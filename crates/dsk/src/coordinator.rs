//! 🚑 The InsertCoordinator: one bulk insert, and a plan for the documents the store hates.
//!
//! 🎬 *[the store accepts 98 documents. two come back. nobody panics. they go to quarantine.]*
//!
//! 🧠 Knowledge graph:
//! - Keys get sanitized first, then the whole batch goes out in ONE best-effort insert.
//! - The store answers with an [`InsertOutcome`]. We `match` it, every arm handled:
//!   - `Accepted` → done.
//!   - `PartiallyRejected` → the rejects get wrapped as quarantine records and inserted
//!     again, into the same collection, this time strictly.
//!   - `WhollyRejected` ("no documents") → same as above for the whole batch, unless
//!     invalid records are being ignored, in which case the caller hears about it.
//!   - `Fatal` → straight back to the caller as a store failure.
//! - With `ignore_invalid_records` on, partial rejects are counted as dropped and logged.
//! - Every record ends up in exactly one of: inserted, quarantined, dropped.
//!
//! A quarantine record keeps a few fields out in the open (tag, time, configured
//! excludes) so people can still find it, and packs everything else into one binary field,
//! [`BROKEN_DATA_KEY`]. [`restore_quarantined`] undoes the packing.

use std::sync::Arc;

use tracing::{debug, error, warn};

use crate::app_config::SinkConfig;
use crate::backends::{DocumentStore, InsertMode, InsertOutcome};
use crate::common::{Record, Value};
use crate::error::{Result, SinkError, StoreError};
use crate::resolver::Destination;
use crate::sanitizer::KeySanitizer;

/// 🔑 Where the unreadable remainder of a quarantined record lives.
pub const BROKEN_DATA_KEY: &str = "__broken_data";

/// 🧾 What happened to one batch.
#[derive(Debug, Clone, Default, PartialEq)]
pub struct InsertReport {
    pub inserted: usize,
    /// The quarantine records as they were written to the store.
    pub quarantined: Vec<Record>,
    pub dropped: usize,
}

impl InsertReport {
    /// 🔢 Records accounted for. Always the size of the batch that went in.
    pub fn total(&self) -> usize {
        self.inserted + self.quarantined.len() + self.dropped
    }
}

/// 🔧 What to do with rejected records.
#[derive(Debug, Clone, Default)]
pub struct QuarantinePolicy {
    pub ignore_invalid: bool,
    /// Fields lifted verbatim onto the quarantine record, when present.
    pub preserved_fields: Vec<String>,
}

impl QuarantinePolicy {
    pub fn from_config(config: &SinkConfig) -> Self {
        let mut preserved_fields = Vec::new();
        if config.include_tag_key {
            preserved_fields.push(config.tag_key.clone());
        }
        preserved_fields.push(config.time_key.clone());
        for field in &config.exclude_broken_fields {
            if !preserved_fields.contains(field) {
                preserved_fields.push(field.clone());
            }
        }
        Self {
            ignore_invalid: config.ignore_invalid_records,
            preserved_fields,
        }
    }

    /// 📦 Wrap a rejected record: preserved fields stay, the rest is packed into one blob.
    pub fn wrap(&self, mut record: Record) -> Result<Record> {
        let mut quarantined = Record::new();
        for field in &self.preserved_fields {
            // -- absent fields stay absent, no nulls invented here
            if let Some(value) = record.remove(field) {
                quarantined.insert(field.clone(), value);
            }
        }
        let packed = bincode::serialize(&record).map_err(SinkError::Quarantine)?;
        quarantined.insert(BROKEN_DATA_KEY.to_string(), Value::Binary(packed));
        Ok(quarantined)
    }
}

/// 🔄 Put a quarantine record back together: preserved fields plus the unpacked remainder.
pub fn restore_quarantined(quarantined: &Record) -> Result<Record> {
    let mut restored = match quarantined.get(BROKEN_DATA_KEY) {
        Some(Value::Binary(packed)) => {
            bincode::deserialize::<Record>(packed).map_err(SinkError::Quarantine)?
        }
        _ => Record::new(),
    };
    for (key, value) in quarantined {
        if key != BROKEN_DATA_KEY {
            restored.insert(key.clone(), value.clone());
        }
    }
    Ok(restored)
}

/// 🚚 Sanitize, insert, quarantine. In that order.
#[derive(Debug)]
pub struct InsertCoordinator<S> {
    store: Arc<S>,
    sanitizer: KeySanitizer,
    policy: QuarantinePolicy,
}

impl<S: DocumentStore> InsertCoordinator<S> {
    pub fn new(store: Arc<S>, sanitizer: KeySanitizer, policy: QuarantinePolicy) -> Self {
        Self {
            store,
            sanitizer,
            policy,
        }
    }

    /// 🎯 Write `records` into `destination`, quarantining whatever the store refuses.
    pub async fn insert(&self, destination: &Destination, records: Vec<Record>) -> Result<InsertReport> {
        if records.is_empty() {
            return Ok(InsertReport::default());
        }
        let collection = destination.name.as_str();
        let docs: Vec<Record> = records
            .into_iter()
            .map(|record| self.sanitizer.sanitize(record))
            .collect();
        let total = docs.len();

        match self
            .store
            .insert_many(collection, docs, InsertMode::BestEffort)
            .await
        {
            InsertOutcome::Accepted { count } => {
                debug!(collection, count, "✅ batch accepted");
                Ok(InsertReport {
                    inserted: count,
                    ..InsertReport::default()
                })
            }
            InsertOutcome::PartiallyRejected { accepted, rejected } => {
                self.handle_rejects(collection, accepted, rejected).await
            }
            InsertOutcome::WhollyRejected { rejected } => {
                if self.policy.ignore_invalid {
                    error!(collection, records = total, "💀 store accepted none of the batch");
                    return Err(SinkError::WholeBatchRejected {
                        collection: collection.to_string(),
                        records: total,
                    });
                }
                self.handle_rejects(collection, 0, rejected).await
            }
            InsertOutcome::Fatal(e) => Err(e.into()),
        }
    }

    async fn handle_rejects(
        &self,
        collection: &str,
        inserted: usize,
        rejected: Vec<Record>,
    ) -> Result<InsertReport> {
        if self.policy.ignore_invalid {
            warn!(collection, dropped = rejected.len(), "🗑️ dropping records the store refused");
            return Ok(InsertReport {
                inserted,
                quarantined: Vec::new(),
                dropped: rejected.len(),
            });
        }

        let wrapped = rejected
            .into_iter()
            .map(|record| self.policy.wrap(record))
            .collect::<Result<Vec<_>>>()?;
        let count = wrapped.len();
        match self
            .store
            .insert_many(collection, wrapped.clone(), InsertMode::Strict)
            .await
        {
            InsertOutcome::Accepted { .. } => {
                warn!(collection, quarantined = count, "🚑 quarantined records the store refused");
                Ok(InsertReport {
                    inserted,
                    quarantined: wrapped,
                    dropped: 0,
                })
            }
            InsertOutcome::Fatal(e) => Err(e.into()),
            // -- a strict insert has no business coming back half done
            InsertOutcome::PartiallyRejected { rejected, .. }
            | InsertOutcome::WhollyRejected { rejected } => Err(StoreError::Rejected {
                collection: collection.to_string(),
                rejected: rejected.len(),
                reason: "quarantine insert refused".to_string(),
            }
            .into()),
        }
    }
}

....................

**Work to be completed:** Please return the lines above exactly, from the first one down to the line with "a store failure.", and stop after that line.

**Answer box:**
filename crates/dsk/src/coordinator.rs
//! 🚑 The InsertCoordinator: one bulk insert, and a plan for the documents the store hates.
//!
//! 🎬 *[the store accepts 98 documents. two come back. nobody panics. they go to quarantine.]*
//!
//! 🧠 Knowledge graph:
//! - Keys get sanitized first, then the whole batch goes out in ONE best-effort insert.
//! - The store answers with an [`InsertOutcome`]. We `match` it, every arm handled:
//!   - `Accepted` → done.
//!   - `PartiallyRejected` → the rejects get wrapped as quarantine records and inserted
//!     again, into the same collection, this time strictly.
//!   - `WhollyRejected` ("no documents") → same as above for the whole batch, unless
//!     invalid records are being ignored, in which case the caller hears about it.
//!   - `Fatal` → straight back to the caller as a store failure.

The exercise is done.